»»

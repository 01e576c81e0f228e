//! P9813 pixel strip (Total Control Lighting)
//!
//! Two-wire synchronous protocol, data latched on the rising clock edge,
//! MSB first:
//! - Frame start: 32 zero bits
//! - Per pixel: flag byte, blue, green, red
//!
//! The flag byte is `0b11` followed by the inverted top two bits of blue,
//! green and red, which the chip uses as a checksum.

use embedded_hal::delay::DelayNs;
use embedded_hal::digital::{OutputPin, PinState};
use tcl_hal::PixelStrip;

/// Zero bits that open a frame
pub const FRAME_START_BITS: usize = 32;

/// Half clock period giving a 1 MHz bit clock
pub const DEFAULT_HALF_PERIOD_NS: u32 = 500;

/// Flag byte for a pixel
pub const fn flag_byte(red: u8, green: u8, blue: u8) -> u8 {
    0xC0 | ((!blue & 0xC0) >> 2) | ((!green & 0xC0) >> 4) | ((!red & 0xC0) >> 6)
}

/// Bit-banged P9813 strip
///
/// Both pins must share an error type; on most HALs it is `Infallible`.
pub struct P9813Strip<C, D, T> {
    clock: C,
    data: D,
    delay: T,
    half_period_ns: u32,
}

impl<C, D, T> P9813Strip<C, D, T>
where
    C: OutputPin,
    D: OutputPin<Error = C::Error>,
    T: DelayNs,
{
    /// Create a new strip driver, driving both lines low
    pub fn new(mut clock: C, mut data: D, delay: T) -> Result<Self, C::Error> {
        clock.set_low()?;
        data.set_low()?;
        Ok(Self {
            clock,
            data,
            delay,
            half_period_ns: DEFAULT_HALF_PERIOD_NS,
        })
    }

    /// Use a different half clock period
    pub fn with_half_period(mut self, half_period_ns: u32) -> Self {
        self.half_period_ns = half_period_ns;
        self
    }

    /// Give the pins and delay back
    pub fn release(self) -> (C, D, T) {
        (self.clock, self.data, self.delay)
    }

    fn write_bit(&mut self, bit: bool) -> Result<(), C::Error> {
        self.clock.set_low()?;
        self.data.set_state(PinState::from(bit))?;
        self.delay.delay_ns(self.half_period_ns);
        self.clock.set_high()?;
        self.delay.delay_ns(self.half_period_ns);
        Ok(())
    }

    fn write_byte(&mut self, byte: u8) -> Result<(), C::Error> {
        for shift in (0..8).rev() {
            self.write_bit((byte >> shift) & 1 == 1)?;
        }
        Ok(())
    }
}

impl<C, D, T> PixelStrip for P9813Strip<C, D, T>
where
    C: OutputPin,
    D: OutputPin<Error = C::Error>,
    T: DelayNs,
{
    type Error = C::Error;

    fn send_frame_start(&mut self) -> Result<(), Self::Error> {
        for _ in 0..FRAME_START_BITS / 8 {
            self.write_byte(0)?;
        }
        Ok(())
    }

    fn send_pixel(&mut self, red: u8, green: u8, blue: u8) -> Result<(), Self::Error> {
        self.write_byte(flag_byte(red, green, blue))?;
        self.write_byte(blue)?;
        self.write_byte(green)?;
        self.write_byte(red)
    }
}

#[cfg(test)]
mod tests {
    use super::*;
    use core::cell::RefCell;
    use core::convert::Infallible;
    use embedded_hal::digital::ErrorType;
    use std::vec::Vec;

    /// Shared bus recording the bits latched on each rising clock edge
    #[derive(Default)]
    struct Bus {
        clock: bool,
        data: bool,
        bits: Vec<bool>,
    }

    struct ClockPin<'a>(&'a RefCell<Bus>);
    struct DataPin<'a>(&'a RefCell<Bus>);

    impl ErrorType for ClockPin<'_> {
        type Error = Infallible;
    }

    impl ErrorType for DataPin<'_> {
        type Error = Infallible;
    }

    impl OutputPin for ClockPin<'_> {
        fn set_low(&mut self) -> Result<(), Infallible> {
            self.0.borrow_mut().clock = false;
            Ok(())
        }

        fn set_high(&mut self) -> Result<(), Infallible> {
            let mut bus = self.0.borrow_mut();
            if !bus.clock {
                let bit = bus.data;
                bus.bits.push(bit);
            }
            bus.clock = true;
            Ok(())
        }
    }

    impl OutputPin for DataPin<'_> {
        fn set_low(&mut self) -> Result<(), Infallible> {
            self.0.borrow_mut().data = false;
            Ok(())
        }

        fn set_high(&mut self) -> Result<(), Infallible> {
            self.0.borrow_mut().data = true;
            Ok(())
        }
    }

    struct NoDelay;

    impl DelayNs for NoDelay {
        fn delay_ns(&mut self, _ns: u32) {}
    }

    fn bytes(bits: &[bool]) -> Vec<u8> {
        bits.chunks(8)
            .map(|chunk| chunk.iter().fold(0u8, |acc, &bit| (acc << 1) | u8::from(bit)))
            .collect()
    }

    #[test]
    fn test_flag_byte() {
        assert_eq!(flag_byte(0, 0, 0), 0xFF);
        assert_eq!(flag_byte(255, 255, 255), 0xC0);
        // Red top bits set: only the red checksum bits clear
        assert_eq!(flag_byte(0xC0, 0, 0), 0xFC);
        assert_eq!(flag_byte(0, 0, 0x80), 0xDF);
    }

    #[test]
    fn test_frame_start_is_32_zero_bits() {
        let bus = RefCell::new(Bus::default());
        let mut strip = P9813Strip::new(ClockPin(&bus), DataPin(&bus), NoDelay).unwrap();

        strip.send_frame_start().unwrap();

        let bus = bus.borrow();
        assert_eq!(bus.bits.len(), FRAME_START_BITS);
        assert!(bus.bits.iter().all(|&bit| !bit));
    }

    #[test]
    fn test_pixel_byte_order() {
        let bus = RefCell::new(Bus::default());
        let mut strip = P9813Strip::new(ClockPin(&bus), DataPin(&bus), NoDelay).unwrap();

        strip.send_pixel(0x12, 0x34, 0xF6).unwrap();

        let sent = bytes(&bus.borrow().bits);
        assert_eq!(sent, [flag_byte(0x12, 0x34, 0xF6), 0xF6, 0x34, 0x12]);
    }

    #[test]
    fn test_full_frame() {
        let bus = RefCell::new(Bus::default());
        let mut strip = P9813Strip::new(ClockPin(&bus), DataPin(&bus), NoDelay)
            .unwrap()
            .with_half_period(100);

        strip.send_frame_start().unwrap();
        strip.send_pixel(255, 0, 0).unwrap();
        strip.send_pixel(0, 0, 255).unwrap();

        let sent = bytes(&bus.borrow().bits);
        assert_eq!(
            sent,
            [0, 0, 0, 0, 0xFC, 0, 0, 255, 0xCF, 255, 0, 0]
        );
    }

    #[test]
    fn test_release_returns_parts() {
        let bus = RefCell::new(Bus::default());
        let strip = P9813Strip::new(ClockPin(&bus), DataPin(&bus), NoDelay).unwrap();
        let (_clock, _data, _delay) = strip.release();
        assert!(bus.borrow().bits.is_empty());
    }
}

««

WHAT IS BEING ASKED — Gather each line in the entries above where the string "ClockPin" is found.

WORKED SOLUTION —
    struct ClockPin<'a>(&'a RefCell<Bus>);
    impl ErrorType for ClockPin<'_> {
    impl OutputPin for ClockPin<'_> {
        let mut strip = P9813Strip::new(ClockPin(&bus), DataPin(&bus), NoDelay).unwrap();
        let mut strip = P9813Strip::new(ClockPin(&bus), DataPin(&bus), NoDelay).unwrap();
        let mut strip = P9813Strip::new(ClockPin(&bus), DataPin(&bus), NoDelay)
        let strip = P9813Strip::new(ClockPin(&bus), DataPin(&bus), NoDelay).unwrap();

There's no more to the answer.